TASK: Each line below with the string "Disk" should be copied.

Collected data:

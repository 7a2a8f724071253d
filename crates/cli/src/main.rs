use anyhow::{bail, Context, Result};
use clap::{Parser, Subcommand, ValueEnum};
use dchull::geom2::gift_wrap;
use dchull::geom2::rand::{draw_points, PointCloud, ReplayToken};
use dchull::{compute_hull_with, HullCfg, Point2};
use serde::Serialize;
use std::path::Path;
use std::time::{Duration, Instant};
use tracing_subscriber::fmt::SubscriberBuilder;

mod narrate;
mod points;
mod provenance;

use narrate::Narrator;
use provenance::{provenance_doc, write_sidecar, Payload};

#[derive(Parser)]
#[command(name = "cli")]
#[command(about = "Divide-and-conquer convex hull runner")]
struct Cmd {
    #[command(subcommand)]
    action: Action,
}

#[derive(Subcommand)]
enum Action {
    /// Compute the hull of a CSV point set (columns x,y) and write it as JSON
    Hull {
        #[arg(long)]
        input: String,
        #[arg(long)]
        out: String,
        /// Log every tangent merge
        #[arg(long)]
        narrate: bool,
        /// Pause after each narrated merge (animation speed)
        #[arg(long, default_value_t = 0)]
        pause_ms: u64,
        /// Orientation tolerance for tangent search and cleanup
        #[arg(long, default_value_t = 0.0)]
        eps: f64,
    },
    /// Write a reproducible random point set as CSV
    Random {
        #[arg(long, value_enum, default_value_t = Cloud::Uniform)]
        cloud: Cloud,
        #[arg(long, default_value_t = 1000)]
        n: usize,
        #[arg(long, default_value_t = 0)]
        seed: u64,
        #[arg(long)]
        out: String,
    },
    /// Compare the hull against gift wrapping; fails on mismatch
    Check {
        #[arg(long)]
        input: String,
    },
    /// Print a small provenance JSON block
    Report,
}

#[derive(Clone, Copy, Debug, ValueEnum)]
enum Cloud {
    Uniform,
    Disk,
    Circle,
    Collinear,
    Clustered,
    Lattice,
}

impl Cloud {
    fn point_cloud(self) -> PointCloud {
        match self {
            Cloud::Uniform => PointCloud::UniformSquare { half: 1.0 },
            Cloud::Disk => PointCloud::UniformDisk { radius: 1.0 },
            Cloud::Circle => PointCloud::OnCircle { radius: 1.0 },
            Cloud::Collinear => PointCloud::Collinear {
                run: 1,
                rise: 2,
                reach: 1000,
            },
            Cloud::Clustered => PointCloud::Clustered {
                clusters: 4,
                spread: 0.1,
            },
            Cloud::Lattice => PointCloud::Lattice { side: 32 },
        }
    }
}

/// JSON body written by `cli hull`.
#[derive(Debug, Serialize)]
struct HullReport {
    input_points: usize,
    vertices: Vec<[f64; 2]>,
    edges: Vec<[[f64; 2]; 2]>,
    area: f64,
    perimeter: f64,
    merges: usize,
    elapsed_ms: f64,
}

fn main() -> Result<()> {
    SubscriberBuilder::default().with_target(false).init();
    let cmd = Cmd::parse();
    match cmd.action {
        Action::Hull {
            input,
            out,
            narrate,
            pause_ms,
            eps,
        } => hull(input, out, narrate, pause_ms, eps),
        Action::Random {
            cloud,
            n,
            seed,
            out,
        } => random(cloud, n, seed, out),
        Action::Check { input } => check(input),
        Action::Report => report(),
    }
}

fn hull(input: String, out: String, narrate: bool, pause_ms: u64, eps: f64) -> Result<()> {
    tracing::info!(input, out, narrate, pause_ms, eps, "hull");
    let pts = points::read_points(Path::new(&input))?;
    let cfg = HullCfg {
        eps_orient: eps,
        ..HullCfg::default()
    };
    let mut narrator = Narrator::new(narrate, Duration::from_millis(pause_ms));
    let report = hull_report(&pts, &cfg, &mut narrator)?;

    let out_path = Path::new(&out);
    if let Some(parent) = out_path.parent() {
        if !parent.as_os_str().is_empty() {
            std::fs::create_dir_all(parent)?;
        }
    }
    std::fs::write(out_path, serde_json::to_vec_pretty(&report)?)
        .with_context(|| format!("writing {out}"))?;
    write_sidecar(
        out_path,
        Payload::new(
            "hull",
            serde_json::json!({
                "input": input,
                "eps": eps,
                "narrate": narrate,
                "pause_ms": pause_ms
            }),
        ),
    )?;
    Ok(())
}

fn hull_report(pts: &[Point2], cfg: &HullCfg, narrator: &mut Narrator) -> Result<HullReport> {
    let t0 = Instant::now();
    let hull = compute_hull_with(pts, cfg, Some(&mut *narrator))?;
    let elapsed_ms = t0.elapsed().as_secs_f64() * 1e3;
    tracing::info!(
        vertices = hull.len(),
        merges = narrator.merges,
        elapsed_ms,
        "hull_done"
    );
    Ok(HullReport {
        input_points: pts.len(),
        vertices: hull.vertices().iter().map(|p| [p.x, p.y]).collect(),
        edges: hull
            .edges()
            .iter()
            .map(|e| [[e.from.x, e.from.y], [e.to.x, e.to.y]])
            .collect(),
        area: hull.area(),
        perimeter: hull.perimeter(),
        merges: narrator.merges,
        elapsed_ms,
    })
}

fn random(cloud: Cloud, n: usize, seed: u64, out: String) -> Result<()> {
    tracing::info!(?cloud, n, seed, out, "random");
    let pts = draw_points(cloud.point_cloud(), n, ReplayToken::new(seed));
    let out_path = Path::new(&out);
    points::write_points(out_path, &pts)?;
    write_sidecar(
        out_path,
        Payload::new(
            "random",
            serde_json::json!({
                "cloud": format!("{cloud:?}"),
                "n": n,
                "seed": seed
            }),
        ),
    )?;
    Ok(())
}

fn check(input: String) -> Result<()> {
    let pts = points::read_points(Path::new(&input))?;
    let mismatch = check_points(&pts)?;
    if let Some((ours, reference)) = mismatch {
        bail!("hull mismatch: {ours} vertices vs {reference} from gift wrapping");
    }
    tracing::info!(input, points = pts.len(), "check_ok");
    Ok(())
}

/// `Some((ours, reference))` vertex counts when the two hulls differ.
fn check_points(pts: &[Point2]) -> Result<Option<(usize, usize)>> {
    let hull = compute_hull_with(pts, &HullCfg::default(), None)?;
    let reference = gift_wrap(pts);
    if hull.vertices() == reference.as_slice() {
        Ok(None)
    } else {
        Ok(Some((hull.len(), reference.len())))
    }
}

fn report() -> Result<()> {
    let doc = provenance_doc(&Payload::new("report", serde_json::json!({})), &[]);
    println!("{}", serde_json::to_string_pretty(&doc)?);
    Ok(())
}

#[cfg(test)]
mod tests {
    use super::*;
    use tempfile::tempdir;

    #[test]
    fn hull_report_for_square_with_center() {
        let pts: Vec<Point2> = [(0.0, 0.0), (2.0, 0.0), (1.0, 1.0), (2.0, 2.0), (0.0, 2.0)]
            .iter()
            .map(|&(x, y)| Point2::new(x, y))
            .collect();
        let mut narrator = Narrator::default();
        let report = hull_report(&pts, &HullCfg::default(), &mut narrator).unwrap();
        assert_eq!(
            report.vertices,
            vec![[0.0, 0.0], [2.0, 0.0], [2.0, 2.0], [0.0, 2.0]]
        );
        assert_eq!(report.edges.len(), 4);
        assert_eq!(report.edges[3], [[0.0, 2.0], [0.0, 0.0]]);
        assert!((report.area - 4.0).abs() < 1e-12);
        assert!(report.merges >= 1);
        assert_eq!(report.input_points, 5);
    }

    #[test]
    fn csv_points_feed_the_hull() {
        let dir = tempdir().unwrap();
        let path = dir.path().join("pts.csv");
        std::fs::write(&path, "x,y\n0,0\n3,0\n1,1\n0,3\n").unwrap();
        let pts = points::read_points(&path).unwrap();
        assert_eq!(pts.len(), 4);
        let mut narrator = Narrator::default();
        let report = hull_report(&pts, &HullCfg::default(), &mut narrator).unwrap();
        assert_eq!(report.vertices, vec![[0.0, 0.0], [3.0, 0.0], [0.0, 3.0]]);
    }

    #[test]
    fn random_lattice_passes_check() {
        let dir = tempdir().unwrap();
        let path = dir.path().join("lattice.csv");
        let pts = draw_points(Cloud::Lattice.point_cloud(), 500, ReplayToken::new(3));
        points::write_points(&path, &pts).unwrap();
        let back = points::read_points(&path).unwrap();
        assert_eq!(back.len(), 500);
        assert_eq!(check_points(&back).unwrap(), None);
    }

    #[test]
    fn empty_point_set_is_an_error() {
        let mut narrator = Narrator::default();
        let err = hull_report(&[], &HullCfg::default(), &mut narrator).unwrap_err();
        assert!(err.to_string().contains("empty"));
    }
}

ANSWER TO THIS EXERCISE:
    Disk,
            Cloud::Disk => PointCloud::UniformDisk { radius: 1.0 },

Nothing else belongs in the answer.